Whitehouse and Senator Brian Schatz (D-HI) are the authors of the American Opportunity Carbon Fee Act in the Senate to establish a price on the carbon pollution driving global climate change and putting Americans’ health and safety at risk.  The bill would significantly lower the United States’ greenhouse gas emissions while returning revenues raised to American families.

Whitehouse continues, “More regrettably, through groups that front for the fossil fuel industry in Congress, these companies maintain a powerful political opposition to any meaningful climate legislation.  Groups like the American Petroleum Institute, the U.S. Chamber of Commerce, the National Association of Manufacturers and others have been employed as adversaries of meaningful climate legislation, in some cases with little apparent support for their opposition from the majority of the companies that make up their membership.

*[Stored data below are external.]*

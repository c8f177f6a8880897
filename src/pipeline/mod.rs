//! Build pipeline.
//!
//! Runs the unfurl stages over a loaded site in lifecycle order:
//!
//! ```text
//! ┌─────────┐   ┌─────────┐   ┌─────────┐
//! │ enrich  │──►│   tag   │──►│  emit   │
//! │ (batch) │   │ (item)  │   │ (oEmbed)│
//! └─────────┘   └─────────┘   └─────────┘
//! ```
//!
//! Each stage is also exposed on [`Site`] so hosts can bind them to their
//! own lifecycle.

use crate::{
    config::SiteConfig,
    generator::OEmbedGenerator,
    page::{ContentItem, Manifest, StaticContent},
    unfurl::{
        BatchNotices, EnrichContext, Summarizer, TagContext, WordSummarizer, enrich_batch,
        insert_tags,
    },
};
use anyhow::Result;
use serde::Serialize;
use std::path::PathBuf;

/// A loaded site: configuration, content items, and static assets.
#[derive(Debug)]
pub struct Site {
    pub config: SiteConfig,
    pub items: Vec<ContentItem>,
    pub assets: StaticContent,
    /// Output root for generated files.
    pub output: PathBuf,
}

impl Site {
    pub fn new(config: SiteConfig, manifest: Manifest, output: impl Into<PathBuf>) -> Self {
        Self {
            config,
            items: manifest.items,
            assets: manifest.assets,
            output: output.into(),
        }
    }

    /// Stage 1: fill in derived metadata for all article-like items.
    pub fn enrich(&mut self) -> BatchNotices {
        let ctx = EnrichContext::new(&self.config, &self.assets);
        enrich_batch(&mut self.items, &ctx)
    }

    /// Stage 2: attach tags using the default word summarizer.
    pub fn tag(&mut self) -> usize {
        let summarizer = WordSummarizer::new(self.config.site.summary_max_words, &self.assets);
        tag_items(&mut self.items, &self.config, &summarizer)
    }

    /// Stage 2 with a caller-provided summarizer.
    pub fn tag_with(&mut self, summarizer: &dyn Summarizer) -> usize {
        tag_items(&mut self.items, &self.config, summarizer)
    }

    /// Stage 3: write oEmbed sidecars.
    pub fn emit(&self) -> Result<usize> {
        OEmbedGenerator::new(&self.config, &self.output).generate_output(&self.items)
    }
}

fn tag_items(items: &mut [ContentItem], config: &SiteConfig, summarizer: &dyn Summarizer) -> usize {
    let ctx = TagContext {
        settings: &config.unfurls,
        site_url: config.site_url(),
        summarizer,
    };

    let mut tagged = 0;
    for item in items.iter_mut().filter(|i| i.kind.is_article_like()) {
        insert_tags(item, &ctx);
        tagged += 1;
    }
    tagged
}

/// Outcome of a pipeline run.
#[derive(Debug, Clone, Copy, Default, PartialEq, Eq, Serialize)]
pub struct BuildReport {
    pub notices: BatchNotices,
    /// Items that received tags.
    pub tagged: usize,
    /// oEmbed files written.
    pub sidecars: usize,
}

/// Ordered driver for the three stages.
#[derive(Default)]
pub struct Pipeline<'s> {
    summarizer: Option<&'s dyn Summarizer>,
}

impl<'s> Pipeline<'s> {
    pub fn new() -> Self {
        Self::default()
    }

    /// Replace the default word summarizer.
    pub fn with_summarizer(mut self, summarizer: &'s dyn Summarizer) -> Self {
        self.summarizer = Some(summarizer);
        self
    }

    pub fn run(&self, site: &mut Site) -> Result<BuildReport> {
        let notices = site.enrich();
        let tagged = match self.summarizer {
            Some(summarizer) => site.tag_with(summarizer),
            None => site.tag(),
        };
        let sidecars = site.emit()?;

        Ok(BuildReport {
            notices,
            tagged,
            sidecars,
        })
    }
}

Complete text of Whitehouse’s letter to the Pope is below.  A PDF copy is available here.

During his time in the Senate, Whitehouse has been a leading voice on climate issues.  He has delivered more than 200 weekly speeches about climate change on the Senate floor.  The speeches regularly touch on the intersection between religion and climate change, including Pope Francis’s encyclical Laudato si.  Read more of Whitehouse’s speeches on climate change and religion:

Your Holiness:

Thank you for your inspiring moral leadership on climate change, and for the Papal encyclical Laudato si’, which has brought hope to people around the world.

As you meet next week at the Vatican with oil industry executives to discuss climate change, I wish to bring to your attention the discrepancy, among those oil companies who do substantial business in the United States, between their public-facing statements and their political and lobbying activity as regards the United States Congress. 

Many of the oil companies with which you will be meeting are fond of saying, in essence, “we know climate change is real; we know our product causes it; and we support a price on carbon as a solution.”  As the primary author of the United States Senate’s carbon-pricing legislation, I can assure you of the absence of any support from the large oil companies.  If they supported my bill or one like it, or were even engaged to amend or improve such a bill, I would likely know.

More regrettably, through groups that front for the fossil fuel industry in Congress, these companies maintain a powerful political opposition to any meaningful climate legislation.  Groups like the American Petroleum Institute, the U.S. Chamber of Commerce, the National Association of Manufacturers and others have been employed as adversaries of meaningful climate legislation, in some cases with little apparent support for their opposition from the majority of the companies that make up their membership. 

These industry advocacy groups often obscure the sources of their funding, but the likeliest explanation is fossil fuel industry money buying their hostility to climate action.  The International Monetary Fund puts the annual subsidy for the fossil fuel industry, in the United States alone, at $700 billion per year, so obstruction of climate legislation (such as a price on carbon) is a highly remunerative activity for this industry. 

In this, they join an array of front groups supported by a network of secretive, ultra-rich industrialists, many of whom are massive players in the fossil fuel industry and who have as their primary mission obstructing climate legislation in order to protect their fossil fuel business interests.  This network runs both lobbying and political operations to block climate action from behind this screen of front groups.

I wish I could tell you that all was sunshine and daffodils in the United States Congress.  I wish I could tell you that, with the whole world watching and so much on the line for those who live closest to the Earth, American democracy was operating in a healthy way to solve this problem.  But on this matter, it is painfully evident that the oil industry is duplicitous in its public-facing statements as it remorselessly schemes through proxies and agents to obstruct in the United States Congress the very progress it claims to seek. 

The inaction you see in Congress is their result.  I wish I could deliver you happier news.

I close with profound thanks again for your moral leadership to protect our common home.